Task item:
Please report every line of the listing below that has the word "exist" in it.

*** Begin section ***

//! Rune motion configuration
//!
//! This crate loads the animation defaults used by `rune-motion` from
//! `rune.toml`, with environment variables as temporary overrides.
//!
//! ```toml
//! [motion]
//! reduced_motion = false
//! tween_duration_ms = 300.0
//! spring_stiffness = 500.0
//!
//! [viewport]
//! amount = 0.0
//! once = true
//! ```

use serde::{Deserialize, Serialize};
use std::path::Path;
use thiserror::Error;

/// Errors that can occur while loading configuration.
#[derive(Error, Debug)]
pub enum ConfigError {
    /// The configuration file could not be read.
    #[error("failed to read config file: {0}")]
    Io(#[from] std::io::Error),

    /// The configuration file is not valid TOML for [`RuneConfig`].
    #[error("failed to parse config file: {0}")]
    Parse(#[from] toml::de::Error),
}

/// Main configuration structure
#[derive(Debug, Clone, Serialize, Deserialize, Default, PartialEq)]
#[serde(default)]
pub struct RuneConfig {
    /// Animation defaults
    pub motion: MotionConfig,
    /// Viewport observer defaults
    pub viewport: ViewportConfig,
}

/// Animation defaults applied when a transition leaves a field unset
#[derive(Debug, Clone, Serialize, Deserialize, PartialEq)]
#[serde(default)]
pub struct MotionConfig {
    /// Snap transform properties instead of animating them
    pub reduced_motion: bool,
    /// Duration of the default tween in milliseconds
    pub tween_duration_ms: f64,
    /// Duration of keyframe sequences in milliseconds
    pub keyframes_duration_ms: f64,
    /// Spring stiffness for translate/rotate/skew properties
    pub spring_stiffness: f64,
    /// Spring damping for translate/rotate/skew properties
    pub spring_damping: f64,
    /// Spring mass shared by all default springs
    pub spring_mass: f64,
    /// Spring stiffness for scale properties
    pub scale_spring_stiffness: f64,
    /// Spring damping for scale properties
    pub scale_spring_damping: f64,
}

/// Viewport observer configuration
#[derive(Debug, Clone, Serialize, Deserialize, PartialEq)]
#[serde(default)]
pub struct ViewportConfig {
    /// Visible fraction that counts as "in view" (0.0 = any pixel, 1.0 = fully visible)
    pub amount: f64,
    /// Report only the first entry/exit cycle
    pub once: bool,
}

impl Default for MotionConfig {
    fn default() -> Self {
        Self {
            reduced_motion: false,
            tween_duration_ms: 300.0,
            keyframes_duration_ms: 800.0,
            spring_stiffness: 500.0,
            spring_damping: 25.0,
            spring_mass: 1.0,
            scale_spring_stiffness: 550.0,
            scale_spring_damping: 30.0,
        }
    }
}

impl Default for ViewportConfig {
    fn default() -> Self {
        Self {
            amount: 0.0,
            once: false,
        }
    }
}

fn parse_flag(val: &str) -> bool {
    val == "1" || val.eq_ignore_ascii_case("true")
}

impl RuneConfig {
    /// Parse configuration from a TOML string
    pub fn from_toml_str(content: &str) -> Result<Self, ConfigError> {
        Ok(toml::from_str(content)?)
    }

    /// Load configuration from a TOML file
    pub fn load_from_file<P: AsRef<Path>>(path: P) -> Result<Self, ConfigError> {
        let content = std::fs::read_to_string(path.as_ref())?;
        Self::from_toml_str(&content)
    }

    /// Load configuration from `rune.toml` in the current directory, or
    /// return the default configuration if it is missing or invalid
    pub fn load_or_default() -> Self {
        Self::load_from_file("rune.toml").unwrap_or_default()
    }

    /// Merge configuration with environment variables
    ///
    /// Environment variables take precedence over configuration file values.
    pub fn merge_with_env(&mut self) {
        self.merge_with(|name| std::env::var(name).ok());
    }

    /// Merge overrides from an arbitrary variable lookup.
    ///
    /// Recognized variables: `RUNE_REDUCED_MOTION`, `RUNE_TWEEN_MS`,
    /// `RUNE_VIEWPORT_ONCE`. Unparseable numbers are ignored.
    pub fn merge_with(&mut self, lookup: impl Fn(&str) -> Option<String>) {
        if let Some(val) = lookup("RUNE_REDUCED_MOTION") {
            self.motion.reduced_motion = parse_flag(&val);
        }
        if let Some(val) = lookup("RUNE_TWEEN_MS") {
            if let Ok(ms) = val.parse::<f64>() {
                self.motion.tween_duration_ms = ms;
            }
        }
        if let Some(val) = lookup("RUNE_VIEWPORT_ONCE") {
            self.viewport.once = parse_flag(&val);
        }
    }

    /// Load configuration with environment variable overrides
    ///
    /// 1. Load from rune.toml (or use defaults if not found)
    /// 2. Override with environment variables if present
    pub fn load() -> Self {
        let mut config = Self::load_or_default();
        config.merge_with_env();
        config
    }
}

#[cfg(test)]
mod tests {
    use super::*;
    use std::collections::HashMap;

    #[test]
    fn test_default_config() {
        let config = RuneConfig::default();
        assert!(!config.motion.reduced_motion);
        assert_eq!(config.motion.tween_duration_ms, 300.0);
        assert_eq!(config.motion.spring_stiffness, 500.0);
        assert_eq!(config.viewport.amount, 0.0);
        assert!(!config.viewport.once);
    }

    #[test]
    fn test_toml_serialization() {
        let config = RuneConfig::default();
        let toml_str = toml::to_string_pretty(&config).unwrap();
        let parsed: RuneConfig = toml::from_str(&toml_str).unwrap();
        assert_eq!(parsed, config);
    }

    #[test]
    fn test_partial_sections_keep_defaults() {
        let config = RuneConfig::from_toml_str(
            r#"
            [motion]
            reduced_motion = true
            tween_duration_ms = 120.0

            [viewport]
            once = true
            "#,
        )
        .unwrap();

        assert!(config.motion.reduced_motion);
        assert_eq!(config.motion.tween_duration_ms, 120.0);
        assert_eq!(config.motion.scale_spring_damping, 30.0);
        assert!(config.viewport.once);
        assert_eq!(config.viewport.amount, 0.0);
    }

    #[test]
    fn test_invalid_toml_is_parse_error() {
        let err = RuneConfig::from_toml_str("[motion]\ntween_duration_ms = \"slow\"").unwrap_err();
        assert!(matches!(err, ConfigError::Parse(_)));
    }

    #[test]
    fn test_missing_file_is_io_error() {
        let err = RuneConfig::load_from_file("does/not/exist/rune.toml").unwrap_err();
        assert!(matches!(err, ConfigError::Io(_)));
    }

    #[test]
    fn test_load_or_default() {
        // Should not panic even if rune.toml doesn't exist
        let config = RuneConfig::load_or_default();
        assert!(config.motion.tween_duration_ms > 0.0);
    }

    #[test]
    fn test_merge_with_lookup() {
        let vars: HashMap<&str, &str> = [
            ("RUNE_REDUCED_MOTION", "1"),
            ("RUNE_TWEEN_MS", "not-a-number"),
            ("RUNE_VIEWPORT_ONCE", "TRUE"),
        ]
        .into_iter()
        .collect();

        let mut config = RuneConfig::default();
        config.merge_with(|name| vars.get(name).map(|v| v.to_string()));

        assert!(config.motion.reduced_motion);
        assert_eq!(config.motion.tween_duration_ms, 300.0);
        assert!(config.viewport.once);
    }

    #[test]
    fn test_merge_with_env() {
        unsafe {
            std::env::set_var("RUNE_TWEEN_MS", "450");
        }

        let mut config = RuneConfig::default();
        config.merge_with_env();
        assert_eq!(config.motion.tween_duration_ms, 450.0);

        unsafe {
            std::env::remove_var("RUNE_TWEEN_MS");
        }
    }
}
//! Viewport intersection.

use serde::{Deserialize, Serialize};
use std::cell::{Cell, RefCell};
use std::rc::{Rc, Weak};

use rune_config::ViewportConfig;

use super::{
    ActiveChangeCallback, Disposer, Feature, IntersectionEntry, IntersectionOptions,
    IntersectionSource,
};
use crate::node::{NodeHandle, VisualNode};
use crate::types::AnimationType;

/// How much of a node must be visible to count as in view.
#[derive(Debug, Clone, Copy, PartialEq, Default, Serialize, Deserialize)]
#[serde(rename_all = "lowercase")]
pub enum ViewportAmount {
    /// Any visible part.
    #[default]
    Some,
    /// The whole node.
    All,
    #[serde(untagged)]
    Fraction(f64),
}

impl ViewportAmount {
    pub fn threshold(self) -> f64 {
        match self {
            Self::Some => 0.0,
            Self::All => 1.0,
            Self::Fraction(fraction) => fraction,
        }
    }
}

/// The `viewport` prop.
#[derive(Debug, Clone, PartialEq, Default, Serialize, Deserialize)]
#[serde(default)]
pub struct ViewportOptions {
    pub margin: Option<String>,
    pub amount: ViewportAmount,
    /// Stop reporting exits after the first entry.
    pub once: bool,
}

impl From<&ViewportConfig> for ViewportOptions {
    fn from(config: &ViewportConfig) -> Self {
        let amount = if config.amount <= 0.0 {
            ViewportAmount::Some
        } else if config.amount >= 1.0 {
            ViewportAmount::All
        } else {
            ViewportAmount::Fraction(config.amount)
        };
        Self {
            margin: None,
            amount,
            once: config.once,
        }
    }
}

#[derive(Debug, Default)]
struct ViewState {
    has_entered_view: Cell<bool>,
    is_in_view: Cell<bool>,
}

/// Toggles [`AnimationType::InView`] as the node enters and leaves the
/// viewport.
pub struct InViewFeature<S: IntersectionSource> {
    node: NodeHandle,
    source: S,
    state: Rc<ViewState>,
    on_change: Option<ActiveChangeCallback>,
    remove_observer: Option<Disposer>,
}

impl<S: IntersectionSource> InViewFeature<S> {
    pub fn new(node: NodeHandle, source: S) -> Self {
        Self {
            node,
            source,
            state: Rc::new(ViewState::default()),
            on_change: None,
            remove_observer: None,
        }
    }

    /// Called with `(InView, active)` whenever in-view really toggles.
    pub fn with_on_change(mut self, on_change: ActiveChangeCallback) -> Self {
        self.on_change = Some(on_change);
        self
    }

    pub fn is_in_view(&self) -> bool {
        self.state.is_in_view.get()
    }

    pub fn has_entered_view(&self) -> bool {
        self.state.has_entered_view.get()
    }

    fn stop_observer(&mut self) {
        if let Some(remove) = self.remove_observer.take() {
            remove();
        }
    }

    fn start_observer(&mut self) {
        self.stop_observer();

        let (node_id, viewport) = {
            let node = self.node.borrow();
            (node.id().to_string(), node.props().viewport.clone())
        };
        let options = IntersectionOptions {
            margin: viewport.margin,
            threshold: viewport.amount.threshold(),
        };
        let once = viewport.once;

        let node = Rc::downgrade(&self.node);
        let state = Rc::clone(&self.state);
        let on_change = self.on_change.clone();
        self.remove_observer = Some(self.source.observe(
            &node_id,
            options,
            Rc::new(move |entry: &IntersectionEntry| {
                on_intersection_update(&node, &state, on_change.as_ref(), once, entry)
            }),
        ));
    }
}

fn on_intersection_update(
    node: &Weak<RefCell<VisualNode>>,
    state: &ViewState,
    on_change: Option<&ActiveChangeCallback>,
    once: bool,
    entry: &IntersectionEntry,
) {
    let is_intersecting = entry.is_intersecting;
    if state.is_in_view.get() == is_intersecting {
        return;
    }
    state.is_in_view.set(is_intersecting);

    if once && !is_intersecting && state.has_entered_view.get() {
        return;
    } else if is_intersecting {
        state.has_entered_view.set(true);
    }

    let Some(node) = node.upgrade() else {
        return;
    };

    let (changed, callback) = {
        let mut node = node.borrow_mut();
        let changed = node
            .animation_state_mut()
            .is_some_and(|state| state.set_active(AnimationType::InView, is_intersecting));
        // Latest props, not the ones captured when observing started.
        let props = node.props();
        let callback = if is_intersecting {
            props.on_viewport_enter.clone()
        } else {
            props.on_viewport_leave.clone()
        };
        (changed, callback)
    };

    if changed {
        if let Some(on_change) = on_change {
            on_change(AnimationType::InView, is_intersecting);
        }
    }
    if let Some(callback) = callback {
        callback(entry);
    }
}

impl<S: IntersectionSource> Feature for InViewFeature<S> {
    fn mount(&mut self) {
        self.start_observer();
    }

    fn update(&mut self) {
        self.start_observer();
    }

    fn unmount(&mut self) {
        self.stop_observer();
    }
}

*** End section ***

Solution to the problem:
        let err = RuneConfig::load_from_file("does/not/exist/rune.toml").unwrap_err();
        // Should not panic even if rune.toml doesn't exist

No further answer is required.